■ What you will do:
Extract each line holding the word "scrollable" from the entries.

■ Material provided:
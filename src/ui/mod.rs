pub mod renderer;
pub mod utils;
pub mod widgets;

pub use renderer::render;
//! Visible-window arithmetic for a fixed-size cell grid.

/// Size of the scrolling viewport, in pixels
#[derive(Debug, Clone, Copy, Default, PartialEq)]
pub struct Viewport {
    pub width: f64,
    pub height: f64,
}

impl Viewport {
    pub fn new(width: f64, height: f64) -> Self {
        Self { width, height }
    }
}

/// Current scroll position of the viewport, in pixels
#[derive(Debug, Clone, Copy, Default, PartialEq)]
pub struct ScrollOffset {
    pub left: f64,
    pub top: f64,
}

impl ScrollOffset {
    pub fn new(left: f64, top: f64) -> Self {
        Self { left, top }
    }
}

/// Position and size of one cell relative to the grid content origin
#[derive(Debug, Clone, Copy, Default, PartialEq)]
pub struct CellStyle {
    pub left: f64,
    pub top: f64,
    pub width: f64,
    pub height: f64,
}

impl CellStyle {
    pub fn right(&self) -> f64 {
        self.left + self.width
    }

    pub fn bottom(&self) -> f64 {
        self.top + self.height
    }
}

/// Everything the window computation needs to know about the grid
#[derive(Debug, Clone, Copy, Default, PartialEq)]
pub struct GridSpec {
    pub column_count: usize,
    pub row_count: usize,
    pub item_count: usize,
    pub item_width: f64,
    pub item_height: f64,
    pub gap: f64,
    pub overscan_count: usize,
}

impl GridSpec {
    pub fn column_stride(&self) -> f64 {
        self.item_width + self.gap
    }

    pub fn row_stride(&self) -> f64 {
        self.item_height + self.gap
    }

    /// Total scrollable width, gaps between columns included
    pub fn content_width(&self) -> f64 {
        span(self.column_count, self.item_width, self.gap)
    }

    /// Total scrollable height, gaps between rows included
    pub fn content_height(&self) -> f64 {
        span(self.row_count, self.item_height, self.gap)
    }

    pub fn linear_index(&self, row: usize, column: usize) -> usize {
        row * self.column_count + column
    }

    /// Style for the cell at (`row`, `column`).
    ///
    /// The fixed-size base position has no notion of gaps, so every cell is
    /// shifted by its index along each axis times the gap. Both axes get the
    /// same correction; otherwise cells drift further apart as the index grows.
    pub fn cell_style(&self, row: usize, column: usize) -> CellStyle {
        let base_left = column as f64 * self.item_width;
        let base_top = row as f64 * self.item_height;
        CellStyle {
            left: base_left + column as f64 * self.gap,
            top: base_top + row as f64 * self.gap,
            width: self.item_width,
            height: self.item_height,
        }
    }
}

fn span(count: usize, size: f64, gap: f64) -> f64 {
    if count == 0 {
        return 0.0;
    }
    count as f64 * size + (count - 1) as f64 * gap
}

/// Inclusive (row, column) range of cells to render
#[derive(Debug, Clone, Copy, PartialEq, Eq)]
pub struct VisibleWindow {
    pub first_row: usize,
    pub last_row: usize,
    pub first_column: usize,
    pub last_column: usize,
}

impl VisibleWindow {
    /// Window for the given scroll position, overscan band included.
    ///
    /// Returns `None` when the grid has no rows or columns.
    pub fn compute(spec: &GridSpec, viewport: Viewport, scroll: ScrollOffset) -> Option<Self> {
        let (first_row, last_row) = visible_range(
            scroll.top,
            viewport.height,
            spec.row_stride(),
            spec.row_count,
            spec.overscan_count,
        )?;
        let (first_column, last_column) = visible_range(
            scroll.left,
            viewport.width,
            spec.column_stride(),
            spec.column_count,
            spec.overscan_count,
        )?;

        Some(Self {
            first_row,
            last_row,
            first_column,
            last_column,
        })
    }

    pub fn rows(&self) -> std::ops::RangeInclusive<usize> {
        self.first_row..=self.last_row
    }

    pub fn columns(&self) -> std::ops::RangeInclusive<usize> {
        self.first_column..=self.last_column
    }

    pub fn cell_count(&self) -> usize {
        (self.last_row - self.first_row + 1) * (self.last_column - self.first_column + 1)
    }

    pub fn contains(&self, row: usize, column: usize) -> bool {
        self.rows().contains(&row) && self.columns().contains(&column)
    }
}

/// Inclusive index range along one axis intersecting `[offset, offset + extent)`,
/// widened by `overscan` on both sides
fn visible_range(
    offset: f64,
    extent: f64,
    stride: f64,
    count: usize,
    overscan: usize,
) -> Option<(usize, usize)> {
    if count == 0 {
        return None;
    }

    let stride = if stride.is_finite() && stride > 0.0 {
        stride
    } else {
        1.0
    };
    let offset = if offset.is_finite() { offset.max(0.0) } else { 0.0 };
    let extent = if extent.is_finite() { extent.max(0.0) } else { 0.0 };
    let max_index = count - 1;

    let first = ((offset / stride).floor() as usize).min(max_index);
    let end = ((offset + extent) / stride).ceil() as usize;
    let last = end.saturating_sub(1).max(first).min(max_index);

    Some((
        first.saturating_sub(overscan),
        last.saturating_add(overscan).min(max_index),
    ))
}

■ Written response:
    /// Total scrollable width, gaps between columns included
    /// Total scrollable height, gaps between rows included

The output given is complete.